Thanks to a $319 discount, for $780 at Newegg you’re getting an RTX 4060 build with a Core i5 13400F and 16 GB of DDR5 RAM. 16 GB of memory is fine for an entry-level build—you’ll just have to close those 100 Chrome tabs while you’re gaming. And the Core i5 13400F is still the best budget CPU for gaming right now, offering some cracking performance per dollar.
Then we come to the RTX 4060. I think people forget that you can get by just fine with a GPU like this one, even in modern games at 1440p, and certainly at 1080p. Of course, you do have to be willing to enable DLSS upscaling and frame generation, at least in most of today’s AAA titles, but that’s not as bad as it’s sometimes cracked up to be.
I should know, I spent some of this weekend playing the Killing Floor 3 beta first on an RTX 3060 Ti gaming PC and then on an RTX 4060 gaming laptop. (The RTX 4060 is the only 40-series GPU to be the same in its mobile form as in its discrete form, notwithstanding any TGP shenanigans).

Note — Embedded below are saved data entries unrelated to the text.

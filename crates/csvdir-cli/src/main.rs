//! csvdir CLI
//!
//! Command-line tool for loading a directory of CSV files and inspecting the
//! resulting tables.

mod logging;

use clap::{Parser, Subcommand, ValueEnum};
use csvdir_core::{parse_csv, read_all_csvs, Table};
use std::collections::{BTreeMap, HashMap};
use std::error::Error as _;
use std::path::{Path, PathBuf};
use thiserror::Error;

#[derive(Parser)]
#[command(name = "csvdir")]
#[command(about = "Load every CSV file in a directory", long_about = None)]
#[command(version)]
struct Cli {
    /// Increase log verbosity (-v info, -vv debug, -vvv trace)
    #[arg(short, long, action = clap::ArgAction::Count, global = true)]
    verbose: u8,

    #[command(subcommand)]
    command: Commands,
}

#[derive(Subcommand)]
enum Commands {
    /// Load all tables in a directory and print them
    Load {
        /// Directory holding the CSV files
        #[arg(short, long)]
        dir: PathBuf,

        /// Output format
        #[arg(long, value_enum, default_value_t = OutputFormat::Text)]
        format: OutputFormat,

        /// Maximum number of rows to print per table (text format only)
        #[arg(short, long)]
        limit: Option<usize>,
    },

    /// List the tables in a directory with their shapes and column types
    List {
        /// Directory holding the CSV files
        #[arg(short, long)]
        dir: PathBuf,
    },

    /// Parse and display a single CSV file
    Parse {
        /// Path to CSV file
        #[arg(short, long)]
        file: PathBuf,
    },
}

#[derive(Clone, Copy, Debug, ValueEnum)]
enum OutputFormat {
    Text,
    Json,
}

#[derive(Debug, Error)]
enum CliError {
    #[error(transparent)]
    Core(#[from] csvdir_core::Error),

    #[error("failed to encode JSON: {0}")]
    Json(#[from] serde_json::Error),
}

fn main() {
    let cli = Cli::parse();
    logging::init_logging(cli.verbose);

    if let Err(e) = run(cli.command) {
        eprintln!("Error: {}", e);
        let mut source = e.source();
        while let Some(cause) = source {
            eprintln!("  caused by: {}", cause);
            source = cause.source();
        }
        std::process::exit(1);
    }
}

fn run(command: Commands) -> Result<(), CliError> {
    match command {
        Commands::Load { dir, format, limit } => cmd_load(&dir, format, limit),
        Commands::List { dir } => cmd_list(&dir),
        Commands::Parse { file } => cmd_parse(&file),
    }
}

fn cmd_load(dir: &Path, format: OutputFormat, limit: Option<usize>) -> Result<(), CliError> {
    let tables = read_all_csvs(dir)?;
    tracing::info!(dir = %dir.display(), tables = tables.len(), "loaded directory");

    let sorted = sorted_tables(&tables);

    match format {
        OutputFormat::Text => {
            for (name, table) in &sorted {
                println!("== {} ({} rows)", name, table.row_count());
                print_table(table, limit.unwrap_or(table.row_count()));
                println!();
            }
        }
        OutputFormat::Json => {
            let json = serde_json::to_string_pretty(&sorted)?;
            println!("{}", json);
        }
    }

    Ok(())
}

fn cmd_list(dir: &Path) -> Result<(), CliError> {
    let tables = read_all_csvs(dir)?;

    println!("Tables ({}):", tables.len());
    println!();

    for (name, table) in sorted_tables(&tables) {
        println!(
            "{} ({} rows, {} columns)",
            name,
            table.row_count(),
            table.column_count()
        );
        for column in &table.columns {
            println!("  {}: {}", column.name, column.dtype);
        }
    }

    Ok(())
}

fn cmd_parse(file: &Path) -> Result<(), CliError> {
    let table = parse_csv(file)?;

    println!("File: {}", file.display());
    println!("Columns: {}", table.column_count());
    println!("Rows: {}", table.row_count());
    println!();

    print_table(&table, 10);

    Ok(())
}

/// Key order for display; the loader's map itself is unordered
fn sorted_tables(tables: &HashMap<String, Table>) -> BTreeMap<&str, &Table> {
    tables.iter().map(|(k, v)| (k.as_str(), v)).collect()
}

fn print_table(table: &Table, limit: usize) {
    print!("{}", render_table(table, limit));
}

/// Tab-separated header and rows, followed by a count of rows left out
fn render_table(table: &Table, limit: usize) -> String {
    let header: Vec<&str> = table.columns.iter().map(|c| c.name.as_str()).collect();
    let mut out = format!("{}\n", header.join("\t"));

    for row in table.rows.iter().take(limit) {
        let values: Vec<String> = row.cells.iter().map(|c| c.to_string_value()).collect();
        out.push_str(&values.join("\t"));
        out.push('\n');
    }

    if table.row_count() > limit {
        out.push_str(&format!("... ({} more rows)\n", table.row_count() - limit));
    }

    out
}
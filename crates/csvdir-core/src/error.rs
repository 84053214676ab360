//! Error types for csvdir-core

use std::path::PathBuf;
use thiserror::Error;

/// Result type alias using our Error type
pub type Result<T> = std::result::Result<T, Error>;

/// Errors returned by the directory loader and the CSV parser
#[derive(Debug, Error)]
pub enum Error {
    /// The folder does not exist or is not a directory
    #[error("directory not found: '{}'", path.display())]
    NotFound { path: PathBuf },

    /// The folder exists but holds no `.csv` entries
    #[error("no .csv files found in: '{}'", path.display())]
    InvalidInput { path: PathBuf },

    /// A matched file could not be parsed as CSV
    #[error("failed to read '{}': {source}", path.display())]
    ParseFailure {
        path: PathBuf,
        #[source]
        source: ParseError,
    },
}

impl Error {
    /// Category of this error
    pub fn kind(&self) -> ErrorKind {
        match self {
            Error::NotFound { .. } => ErrorKind::NotFound,
            Error::InvalidInput { .. } => ErrorKind::InvalidInput,
            Error::ParseFailure { .. } => ErrorKind::ParseFailure,
        }
    }

    /// The path this error is about
    pub fn path(&self) -> &std::path::Path {
        match self {
            Error::NotFound { path } | Error::InvalidInput { path } => path,
            Error::ParseFailure { path, .. } => path,
        }
    }
}

/// Discriminant of [`Error`], for callers that branch on the category only
#[derive(Debug, Clone, Copy, PartialEq, Eq)]
pub enum ErrorKind {
    NotFound,
    InvalidInput,
    ParseFailure,
}

/// Underlying cause of a [`Error::ParseFailure`]
#[derive(Debug, Error)]
pub enum ParseError {
    /// Opening or reading the file failed
    #[error("IO error: {0}")]
    Io(#[from] std::io::Error),

    /// Error from the csv reader (malformed record, invalid UTF-8, read failure)
    #[error("CSV error: {0}")]
    Csv(#[from] csv::Error),

    /// The input has no header row
    #[error("no columns to parse")]
    NoColumns,

    /// A record has more fields than the header
    #[error("expected {expected} fields on line {line}, saw {found}")]
    FieldCount {
        line: u64,
        expected: usize,
        found: usize,
    },
}
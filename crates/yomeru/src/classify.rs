//! Splits the kanji of a text into known and unknown kanji.

use crate::CharacterSet;
use serde::Serialize;

/// The unique kanji of a text, partitioned by whether the learner knows them
/// and whether the curriculum teaches them.
///
/// `known` and `unknown` partition the text's unique kanji, and
/// `unknown_in_curriculum` and `not_in_curriculum` partition `unknown`.
#[derive(Debug, Clone, Default, PartialEq, Eq, Serialize)]
pub struct Classification {
    pub known: CharacterSet,
    pub unknown: CharacterSet,
    pub unknown_in_curriculum: CharacterSet,
    pub not_in_curriculum: CharacterSet,
}

impl Classification {
    /// `learner_known` is not required to be a subset of `curriculum`.
    /// A known kanji outside the curriculum still counts as known.
    pub fn classify(
        curriculum: &CharacterSet,
        learner_known: &CharacterSet,
        text_unique: &CharacterSet,
    ) -> Self {
        let unknown = text_unique.difference(learner_known);
        let not_in_curriculum = unknown.difference(curriculum);
        let unknown_in_curriculum = unknown.difference(&not_in_curriculum);
        let known = text_unique.difference(&unknown);
        tracing::debug!(
            "known {}, unknown {} ({} in curriculum, {} not in curriculum)",
            known.len(),
            unknown.len(),
            unknown_in_curriculum.len(),
            not_in_curriculum.len(),
        );
        Self {
            known,
            unknown,
            unknown_in_curriculum,
            not_in_curriculum,
        }
    }

    /// The amount of unique kanji in the text.
    pub fn total_unique(&self) -> usize {
        self.known.len() + self.unknown.len()
    }
}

My conclusion? RTX 4060 gaming ain’t half bad. I got to enable that shiny frame generation, which didn’t give me as many latency problems as I expected, which meant I got to actually enable Lumen global illumination without it tanking everything to a snail’s pace.
And don’t forget that RTX 40-series GPUs now get some of Blackwell’s tech improvements, including enhanced frame gen and the switcheroo to the transformer upscaling model which can improve visual fidelity when using DLSS. The RTX 4060 isn’t just the same card that it was at launch.
The only really bad thing about the RTX 4060 at launch was its price point, especially with AMD’s and Intel’s competition. But with a gaming PC such as this Yeyian one coming in at $780, it’s difficult to see the 4060 inside it as overpriced.
If I were on particularly old hardware, or switching over to PC from console (welcome!), and didn’t have a ton of money to spare, this is the gaming PC I’d be looking at. Unless I fancied waiting potentially another year for stocks and prices to stabilize and for more budget GPUs to launch. For now, previous-gen though it might be, the Yeyian Tanto’s still a good shout.